Mire, amigo Braulio —improvisó—, en algún aspecto ustedes han quebrado el orden institucional. Pero debo decir también que eso es una entelequia considerando el lugar en el que están. Confieso que no conocía de la existencia del pueblo, y mire que conozco la provincia, amigo. Me lamento por ello. Ya veremos qué pasa con todo eso. Por lo pronto, dejemos entrar a la policía y terminemos con esto, ¿sí?

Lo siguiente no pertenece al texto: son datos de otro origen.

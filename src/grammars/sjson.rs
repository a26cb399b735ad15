//! Simplified JSON
//!
//! Scalars are token leaves stored directly in the alternative, with no wrapper rule per
//! kind. There is no `null`: the tokeniser knows the word but the grammar does not accept it.

use super::json::{compile_bool, compile_number, compile_string, Compile, CompileError};
use crate::lexing::{LexError, TokenDef, Tokeniser};
use crate::rule::Match;
use crate::token::{SliceTokenStream, Token};
use crate::Rule;
use once_cell::sync::Lazy;
use serde_json::{Map, Value};

#[derive(Debug, Default, Clone, PartialEq, Rule)]
#[rule(one_of)]
pub struct Sjson {
    #[rule(tok = "number")]
    pub number: Option<Token>,
    #[rule(tok = "string")]
    pub string: Option<Token>,
    #[rule(tok = "bool")]
    pub boolean: Option<Token>,
    pub list: Option<List>,
    pub object: Option<Object>,
}

#[derive(Debug, Default, Clone, PartialEq, Rule)]
#[rule(seq)]
pub struct List {
    #[rule(tok = "op,[")]
    pub open: Match,
    #[rule(sep = "op,,")]
    pub items: Vec<Sjson>,
    #[rule(tok = "op,]")]
    pub close: Match,
}

#[derive(Debug, Default, Clone, PartialEq, Rule)]
#[rule(seq)]
pub struct Object {
    #[rule(tok = "op,{")]
    pub open: Match,
    #[rule(sep = "op,,")]
    pub items: Vec<Pair>,
    #[rule(tok = "op,}")]
    pub close: Match,
}

#[derive(Debug, Default, Clone, PartialEq, Rule)]
#[rule(seq)]
pub struct Pair {
    #[rule(tok = "string")]
    pub key: Token,
    #[rule(tok = "op,:")]
    pub colon: Match,
    pub value: Sjson,
}

static TOKENISER: Lazy<Tokeniser> = Lazy::new(|| {
    Tokeniser::new(vec![
        TokenDef::skip(r"\s+"),
        TokenDef::new("op", r"[\[\]{},:]"),
        TokenDef::new("string", r#""[^"]*""#),
        TokenDef::new("number", r"-?[0-9]+(?:\.[0-9]+)?"),
        TokenDef::new("bool", r"true|false"),
        TokenDef::new("null", r"null"),
    ])
    .unwrap()
});

pub fn tokenise(source: &str) -> Result<SliceTokenStream, LexError> {
    TOKENISER.tokenise(source)
}

impl Compile for Sjson {
    fn compile(&self) -> Result<Value, CompileError> {
        if let Some(number) = &self.number {
            compile_number(number)
        } else if let Some(string) = &self.string {
            compile_string(string).map(Value::String)
        } else if let Some(boolean) = &self.boolean {
            compile_bool(boolean)
        } else if let Some(list) = &self.list {
            list.items
                .iter()
                .map(Compile::compile)
                .collect::<Result<Vec<_>, _>>()
                .map(Value::Array)
        } else if let Some(object) = &self.object {
            let mut map = Map::new();
            for pair in &object.items {
                map.insert(compile_string(&pair.key)?, pair.value.compile()?);
            }
            Ok(Value::Object(map))
        } else {
            Err(CompileError::EmptyNode("Sjson"))
        }
    }
}

#[cfg(test)]
mod tests {
    use super::*;
    use crate::parsing::{parse, parse_complete};
    use serde_json::json;

    #[test]
    fn test_list() {
        let mut tokens = tokenise("[1, 2, 3]").unwrap();
        let value: Sjson = parse_complete(&mut tokens).unwrap();
        let items = &value.list.as_ref().unwrap().items;
        let numbers: Vec<_> = items
            .iter()
            .filter_map(|item| item.number.as_ref().map(Token::value))
            .collect();
        assert_eq!(numbers, vec!["1", "2", "3"]);
        assert_eq!(value.compile().unwrap(), json!([1.0, 2.0, 3.0]));
    }

    #[test]
    fn test_object() {
        let source = r#"
            {
                "name": "Bob",
                "score": 999,
                "awards": ["fast", "blob"],
                "penalties": []
            }
        "#;
        let mut tokens = tokenise(source).unwrap();
        let value: Sjson = parse_complete(&mut tokens).unwrap();
        assert_eq!(
            value.compile().unwrap(),
            json!({"name": "Bob", "score": 999.0, "awards": ["fast", "blob"], "penalties": []})
        );
    }

    #[test]
    fn test_null_is_not_a_value() {
        let mut tokens = tokenise("[null]").unwrap();
        let err = parse::<Sjson>(&mut tokens).unwrap_err();
        assert_eq!(err.pos, 1);
        assert_eq!(err.token.token_type(), "null");
    }
}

Los peones aceptaron; tenían más promesas que años por vivir. Prasky, ya de regreso a su descanso en la pared con las manos en los bolsillos, ya no sonreía: la revuelta había sido desarmada con poco más que promesas de segunda. Se preguntó qué pensaría Porchetito tras la puerta custodiada por el corpachón de Braulio. Dio una mirada general a la sala. Un aire triste había recalado en los ojos de Ana y los peones que no se cruzaban de brazos habían vuelto a tallar el naipe para una escoba de quince. El único atado de nervios era el verdulero Raimundi, atemorizado porque alguien descubriera su radio, comenzaran las preguntas y sus respuestas delataran su logia de cazadores de objetos voladores.

El Senador fue a la puerta y ordenó al comisario enviar a su gente, que todo estaba arreglado. Los policías salieron al trote, acicateados por los gritos del jefe. Giusti pretendió avanzar pero El Senador le indicó esperar tras la camioneta hasta evacuar el lugar. Los vecinos siguieron las instrucciones de pie, desconcertados por el desenlace. Quienes sí se acercaron, prestos, fueron los tres asistentes del político.

Cuchillos, barras y revólveres pasaron a manos de un gozoso comisario, que distribuía comandos y órdenes parado junto a El Senador, con los brazos en jarra. Imperceptible para los demás, comparaba su estatura con el político. ¿Era su idea o no era tan alto como parecía? Hombre, quizás no saldría nada mal en las fotos.